Gerüchte über einen Abschied von Stefan Maierhofer aus Salzburg gab es schon länger. Nun bestätigte Roger Schmid die bevorstehende Trennung zwischen dem Verein und dem großgewachsenen Stürmer.
"Es ist sinnvoller, sich zu trennen"
Der 2,02-Meter-Hühne steht bei den Bullen am Abstellgleis, ist nur noch Stürmer Nummer drei und brachte es in den ersten 20 Runden der tipp3-Bundesliga auf gerade einmal 215 Einsatzminute. Auch seine Ausbeute mit einem Tor und einem Assits ist überschaubar. Nun folgt die Trennung. Wohin es Maierhofer zieht, ist für Schmidt nicht nicht wichtig: "Zu welchem Verein er letzten Endes geht, ist mir egal. Ich hoffe natürlich für ihn, dass es ein guter ist." An Möglichkeiten dürfte es Maierhofer nicht mangeln.
Maierhofer nach München?
Zuletzt wurde immer wieder über eine mögliche Rückkehr des Torschützenkönigs der vergangenen Saison nach Deutschland spekuliert. Unter anderem sollen Duisburg, Augsburg und Greuther Fürth ihr Interesse an den Diensten des 30-Jährigen bekundet haben. Mit dem MSV Duisburg, wo er bereits in der Saison 2010/2011 spielte, soll es sogar bereits Verhandlungen gegeben haben.
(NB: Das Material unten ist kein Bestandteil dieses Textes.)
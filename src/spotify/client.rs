use async_trait::async_trait;
use reqwest::header::RETRY_AFTER;
use reqwest::{Client, Method, RequestBuilder, Response, StatusCode};
use serde::de::DeserializeOwned;
use std::collections::HashSet;
use std::time::Duration;

use super::models::*;
use crate::catalog::{
    ArtistSummary, CatalogClient, CatalogError, PlaylistSummary, RecommendedTrack, TrackDetails,
};
use crate::config::{API_BASE_URL, REQUEST_TIMEOUT_SECONDS};
use crate::models::AccessToken;

/// Safety stop for `next` link chains.
const MAX_PAGES: usize = 50;
const PAGE_SIZE: usize = 50;
/// Page and delete size of the tracks endpoint.
const TRACKS_PAGE_SIZE: usize = 100;
/// Reads allowed while clearing, enough for the largest playlists.
const MAX_CLEAR_ROUNDS: usize = 250;

/// A delete whose effect is checked on the next read of the same offset.
struct PendingDelete {
    total_before: Option<usize>,
    page_len: usize,
    requested: usize,
}

/// Spotify Web API implementation of [`CatalogClient`].
#[derive(Clone)]
pub struct SpotifyCatalog {
    client: Client,
    base_url: String,
}

impl SpotifyCatalog {
    pub fn new() -> Result<Self, CatalogError> {
        Self::with_base_url(API_BASE_URL)
    }

    pub fn with_base_url(base_url: &str) -> Result<Self, CatalogError> {
        let client = Client::builder()
            .timeout(Duration::from_secs(REQUEST_TIMEOUT_SECONDS))
            .user_agent(concat!("groupmix/", env!("CARGO_PKG_VERSION")))
            .build()?;

        Ok(Self {
            client,
            base_url: base_url.trim_end_matches('/').to_string(),
        })
    }

    fn url(&self, path: &str) -> String {
        format!("{}{}", self.base_url, path)
    }

    fn request(&self, method: Method, url: &str, token: &AccessToken) -> RequestBuilder {
        self.client
            .request(method, url)
            .bearer_auth(token.secret())
    }

    async fn send(
        &self,
        builder: RequestBuilder,
        operation: &str,
    ) -> Result<Response, CatalogError> {
        let response = builder.send().await?;
        let status = response.status();

        if status.is_success() {
            return Ok(response);
        }

        let retry_after = response
            .headers()
            .get(RETRY_AFTER)
            .and_then(|v| v.to_str().ok())
            .and_then(|v| v.trim().parse::<u64>().ok());
        let body = response.text().await.unwrap_or_default();
        let error = classify_status(status, retry_after, &body);

        log::debug!("{} failed ({}): {}", operation, status, error);
        Err(error)
    }

    async fn get_json<T: DeserializeOwned>(
        &self,
        token: &AccessToken,
        url: &str,
        query: &[(&str, String)],
        operation: &str,
    ) -> Result<T, CatalogError> {
        let builder = self.request(Method::GET, url, token).query(query);
        let response = self.send(builder, operation).await?;
        let text = response.text().await?;
        serde_json::from_str(&text)
            .map_err(|e| CatalogError::Parse(format!("{}: {}", operation, e)))
    }

    /// Follow `next` links until the listing is exhausted.
    async fn get_all_pages<T: DeserializeOwned>(
        &self,
        token: &AccessToken,
        first_url: &str,
        query: &[(&str, String)],
        operation: &str,
    ) -> Result<Vec<T>, CatalogError> {
        let mut page: Paging<T> = self.get_json(token, first_url, query, operation).await?;
        let mut items = std::mem::take(&mut page.items);
        let mut pages = 1;

        while let Some(next) = page.next.take() {
            if pages >= MAX_PAGES {
                log::warn!("{}: stopping after {} pages", operation, pages);
                break;
            }
            page = self.get_json(token, &next, &[], operation).await?;
            items.append(&mut page.items);
            pages += 1;
        }

        log::debug!("{}: {} items over {} pages", operation, items.len(), pages);
        Ok(items)
    }

    async fn playlist_tracks_page(
        &self,
        token: &AccessToken,
        playlist_id: &str,
        offset: usize,
    ) -> Result<Paging<PlaylistItem>, CatalogError> {
        let url = self.url(&format!(
            "/playlists/{}/tracks",
            urlencoding::encode(playlist_id)
        ));
        self.get_json(
            token,
            &url,
            &[
                ("limit", TRACKS_PAGE_SIZE.to_string()),
                ("offset", offset.to_string()),
            ],
            "playlist_tracks_page",
        )
        .await
    }

    /// Remove every deletable entry of a playlist. Returns the number of
    /// entries removed.
    async fn clear_playlist(
        &self,
        token: &AccessToken,
        playlist_id: &str,
    ) -> Result<usize, CatalogError> {
        let url = self.url(&format!(
            "/playlists/{}/tracks",
            urlencoding::encode(playlist_id)
        ));

        // Deleting shifts the listing, so the offset only moves past
        // entries that can't be removed.
        let mut offset = 0;
        let mut removed = 0;
        let mut last_delete: Option<PendingDelete> = None;

        for _ in 0..MAX_CLEAR_ROUNDS {
            let page = self.playlist_tracks_page(token, playlist_id, offset).await?;
            let total = page.total.map(|t| t as usize);

            if let Some(pending) = last_delete.take() {
                match (pending.total_before, total) {
                    (Some(before), Some(now)) if now >= before => {
                        log::warn!(
                            "Delete left playlist {} at {} entries, skipping {} at offset {}",
                            playlist_id,
                            now,
                            pending.page_len,
                            offset
                        );
                        offset += pending.page_len;
                        continue;
                    }
                    (Some(before), Some(now)) => removed += before - now,
                    _ => removed += pending.requested,
                }
            }

            if page.items.is_empty() {
                return Ok(removed);
            }

            let page_len = page.items.len();
            let uris: Vec<String> = page
                .items
                .into_iter()
                .filter_map(|item| item.track.and_then(|t| t.uri))
                .collect();
            if uris.is_empty() {
                offset += page_len;
                continue;
            }

            let requested = uris.len();
            let body = RemoveTracksRequest {
                tracks: uris.into_iter().map(|uri| UriRef { uri }).collect(),
            };
            let builder = self.request(Method::DELETE, &url, token).json(&body);
            self.send(builder, "remove_tracks").await?;
            last_delete = Some(PendingDelete {
                total_before: total,
                page_len,
                requested,
            });
        }

        log::warn!(
            "Stopped clearing playlist {} after {} rounds",
            playlist_id,
            MAX_CLEAR_ROUNDS
        );
        Ok(removed)
    }
}

/// Map a non-success response onto the error taxonomy.
pub(crate) fn classify_status(
    status: StatusCode,
    retry_after_secs: Option<u64>,
    body: &str,
) -> CatalogError {
    let message = serde_json::from_str::<ErrorEnvelope>(body)
        .map(|envelope| match envelope.error {
            ErrorDetail::Api { message } => message,
            ErrorDetail::Code(code) => code,
        })
        .unwrap_or_else(|_| body.trim().to_string());

    match status.as_u16() {
        401 | 403 => CatalogError::Unauthorized(message),
        404 => CatalogError::NotFound(message),
        429 => CatalogError::RateLimited { retry_after_secs },
        code if status.is_server_error() => CatalogError::Server {
            status: code,
            message,
        },
        code => CatalogError::Api {
            status: code,
            message,
        },
    }
}

#[async_trait]
impl CatalogClient for SpotifyCatalog {
    async fn list_playlists(
        &self,
        token: &AccessToken,
    ) -> Result<Vec<PlaylistSummary>, CatalogError> {
        let playlists: Vec<SimplifiedPlaylist> = self
            .get_all_pages(
                token,
                &self.url("/me/playlists"),
                &[("limit", PAGE_SIZE.to_string())],
                "list_playlists",
            )
            .await?;
        Ok(playlists.into_iter().map(PlaylistSummary::from).collect())
    }

    async fn list_playlist_tracks(
        &self,
        token: &AccessToken,
        playlist_id: &str,
    ) -> Result<Vec<String>, CatalogError> {
        let url = self.url(&format!(
            "/playlists/{}/tracks",
            urlencoding::encode(playlist_id)
        ));
        let items: Vec<PlaylistItem> = self
            .get_all_pages(
                token,
                &url,
                &[("limit", TRACKS_PAGE_SIZE.to_string())],
                "list_playlist_tracks",
            )
            .await?;

        Ok(items
            .into_iter()
            .filter_map(|item| item.track.and_then(|t| t.id))
            .collect())
    }

    async fn top_artists(
        &self,
        token: &AccessToken,
        limit: usize,
    ) -> Result<Vec<ArtistSummary>, CatalogError> {
        let page: Paging<FullArtist> = self
            .get_json(
                token,
                &self.url("/me/top/artists"),
                &[("limit", limit.to_string())],
                "top_artists",
            )
            .await?;
        Ok(page.items.into_iter().map(ArtistSummary::from).collect())
    }

    async fn artist_top_tracks(
        &self,
        token: &AccessToken,
        artist_id: &str,
        market: &str,
        limit: usize,
    ) -> Result<Vec<String>, CatalogError> {
        let url = self.url(&format!(
            "/artists/{}/top-tracks",
            urlencoding::encode(artist_id)
        ));
        let response: TracksResponse = self
            .get_json(
                token,
                &url,
                &[("market", market.to_string())],
                "artist_top_tracks",
            )
            .await?;

        Ok(response
            .tracks
            .into_iter()
            .filter_map(|t| t.id)
            .take(limit)
            .collect())
    }

    async fn artist_genres(
        &self,
        token: &AccessToken,
        artist_id: &str,
    ) -> Result<Vec<String>, CatalogError> {
        let url = self.url(&format!("/artists/{}", urlencoding::encode(artist_id)));
        let artist: FullArtist = self.get_json(token, &url, &[], "artist_genres").await?;
        Ok(artist.genres)
    }

    async fn genre_seeds(&self, token: &AccessToken) -> Result<HashSet<String>, CatalogError> {
        let response: GenreSeedsResponse = self
            .get_json(
                token,
                &self.url("/recommendations/available-genre-seeds"),
                &[],
                "genre_seeds",
            )
            .await?;
        Ok(response.genres.into_iter().collect())
    }

    async fn recommendations(
        &self,
        token: &AccessToken,
        genres: &[String],
        limit: usize,
    ) -> Result<Vec<RecommendedTrack>, CatalogError> {
        let response: TracksResponse = self
            .get_json(
                token,
                &self.url("/recommendations"),
                &[
                    ("seed_genres", genres.join(",")),
                    ("limit", limit.to_string()),
                ],
                "recommendations",
            )
            .await?;

        Ok(response
            .tracks
            .into_iter()
            .filter_map(FullTrack::into_recommended)
            .collect())
    }

    async fn get_track(
        &self,
        token: &AccessToken,
        track_id: &str,
    ) -> Result<TrackDetails, CatalogError> {
        let url = self.url(&format!("/tracks/{}", urlencoding::encode(track_id)));
        let track: FullTrack = self.get_json(token, &url, &[], "get_track").await?;
        track
            .into_details()
            .ok_or_else(|| CatalogError::Parse(format!("Track {} has no id", track_id)))
    }

    async fn create_playlist(
        &self,
        token: &AccessToken,
        owner_id: &str,
        name: &str,
        description: &str,
        public: bool,
    ) -> Result<String, CatalogError> {
        let url = self.url(&format!("/users/{}/playlists", urlencoding::encode(owner_id)));
        let builder = self
            .request(Method::POST, &url, token)
            .json(&CreatePlaylistRequest {
                name,
                description,
                public,
            });
        let response = self.send(builder, "create_playlist").await?;
        let created: CreatedPlaylist = response.json().await?;

        match created.id {
            Some(id) if !id.is_empty() => {
                log::info!("Created playlist {} for owner {}", id, owner_id);
                Ok(id)
            }
            _ => Err(CatalogError::Parse(
                "Playlist creation returned no id".to_string(),
            )),
        }
    }

    async fn add_tracks(
        &self,
        token: &AccessToken,
        playlist_id: &str,
        uris: &[String],
    ) -> Result<(), CatalogError> {
        let url = self.url(&format!(
            "/playlists/{}/tracks",
            urlencoding::encode(playlist_id)
        ));
        let builder = self
            .request(Method::POST, &url, token)
            .json(&AddTracksRequest { uris });
        self.send(builder, "add_tracks").await?;
        log::debug!("Added {} tracks to playlist {}", uris.len(), playlist_id);
        Ok(())
    }

    async fn replace_all_tracks(
        &self,
        token: &AccessToken,
        playlist_id: &str,
        uris: &[String],
        batch_size: usize,
    ) -> Result<(), CatalogError> {
        let removed = self.clear_playlist(token, playlist_id).await?;

        for batch in uris.chunks(batch_size.max(1)) {
            self.add_tracks(token, playlist_id, batch).await?;
        }

        log::info!(
            "Replaced tracks of playlist {}: removed {}, inserted {}",
            playlist_id,
            removed,
            uris.len()
        );
        Ok(())
    }
}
Nun dürfte ein weiterer Verein aus Deutschland in den Transferpoker rund um den Niederösterreicher eingestiegen sein. Wie das 1860-München-Fanportal dieliebe24.de wissen will, denkt der Münchner Traditionsverein über ein Maierhofer-Engagement nach.
Bereits im Sommer soll Maierhofer mit 1860-Sportdirektor Florian Hinterberger im engen Kontakt gestanden sein, entschied sich damals aber für einen Verbleib bei Red Bull Salzburg. Jetzt ist die Sachlage anders.